(C) 2011 American Institute PHA-739358 cell line of Physics. [doi:10.1063/1.3611396]“
“Purpose: To determine whether any abnormality in serum bone markers is related to bisphosphonate-induced osteonecrosis of the jaw.
Materials and Methods: we obtained serum bone markers and other relevant endocrine assays on 7 patients with osteonecrosis of the jaws (ONJ). The assays were C-telopeptide, N-telopeptide, bone specific alkaline phosphatase, osteocalcin, intact parathyroid hormone, T3,
T4, TSH, and vitamin D 25 hydroxy. Diagnostic criteria for ONJ were those formulated by the American Association of Oral and Maxillofacial Surgeons.
Results: Five of our patients were women. Two had metastatic breast cancer and had been treated with zoledronic acid; I had also received pamidronate. Three others had osteoporosis and had been treated with daily alendronate. One man had metastatic prostate AZD1208 cancer treated with zoledronic acid. Another man had Gaucher’s disease treated with zoledronic acid. All patients had been withdrawn from bisphosphonate for at least 6 months. None was taking or had taken corticosteroids. None of the lesions had shown any significant healing and all were still causing the patients considerable distress, yet the bone markers were
within the normal range as measured in our laboratory, except for intact parathyroid hormone, which was slightly elevated in I case of metastatic breast cancer (177 pg/mL).
Conclusions: We hypothesize that matrix metalloproteinase 2 (MMP2) is a candidate gene for bisphosphonate-induced ONJ for 3 reasons: 1) MMP2 is associated with bone abnormalities which could be related to ONJ. 2) Bisphosphonates are associated with atrial fibrillation, and MMP2 is the only gene known to be associated with both bone abnormalities and atrial fibrillation. 3) A network of disorders and disease genes linked by known disorder-gene
associations indicates that cardiovascular disease and bone disease are closely LY294002 ic50 related, suggesting that a single drug such as bisphosphonate, acting on a single gene, MMP2, could have both bone and cardiovascular side effects different from the osteoclast inhibition that is characteristic of bisphosphonate. (c) 2009 American Association of Oral and Maxillofacial Surgeons”

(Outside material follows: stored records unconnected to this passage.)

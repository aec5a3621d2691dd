use std::collections::HashMap;
use std::sync::Arc;

use async_trait::async_trait;
use rust_decimal::Decimal;

use crate::errors::Result;
use crate::fx::FxServiceTrait;
use crate::view::degrade_to_empty;

use super::accounts_model::{AccountsSummary, BankAccount};

/// Contract for the bank accounts collection endpoint.
#[async_trait]
pub trait BankAccountRepositoryTrait: Send + Sync {
    async fn get_bank_accounts(&self) -> Result<Vec<BankAccount>>;
}

pub struct AccountsService {
    fx_service: Arc<dyn FxServiceTrait>,
    repository: Arc<dyn BankAccountRepositoryTrait>,
}

impl AccountsService {
    pub fn new(
        fx_service: Arc<dyn FxServiceTrait>,
        repository: Arc<dyn BankAccountRepositoryTrait>,
    ) -> Self {
        AccountsService {
            fx_service,
            repository,
        }
    }

    /// Pure reduction over already-fetched accounts. Safe to re-run on
    /// every display-currency change without refetching.
    pub fn aggregate(&self, accounts: &[BankAccount], display_currency: &str) -> AccountsSummary {
        let mut total_balance = Decimal::ZERO;
        let mut by_type: HashMap<String, usize> = HashMap::new();

        for account in accounts {
            total_balance += self.fx_service.convert_currency(
                account.balance(),
                &account.native_currency(),
                display_currency,
            );
            let account_type = account
                .account_type
                .clone()
                .unwrap_or_else(|| "Other".to_string());
            *by_type.entry(account_type).or_insert(0) += 1;
        }

        AccountsSummary {
            total_balance,
            count: accounts.len(),
            by_type,
            display_currency: display_currency.to_string(),
        }
    }

    /// Fetches and aggregates; a failed fetch degrades to the empty
    /// summary so sibling views still render.
    pub async fn get_summary(&self, display_currency: &str) -> Result<AccountsSummary> {
        let accounts =
            degrade_to_empty(self.repository.get_bank_accounts().await, "bank accounts")?;
        Ok(self.aggregate(&accounts, display_currency))
    }
}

“Background and Aims: To assess the influence of body composition changes on circulating serum visfatin after following 12 weeks of energy restricted diet intervention. We also examined the possible role of visfatin in glucose metabolism and in obesity-associated low-grade inflammation.
Methods and Results: A total of 78 obese (BMI 34.0 +/- 2.8 kg/m(2)) women aged 36.7 +/- 7 y volunteered to participate in the study. We measured by DXA body fat mass (FM) and lean mass (LM).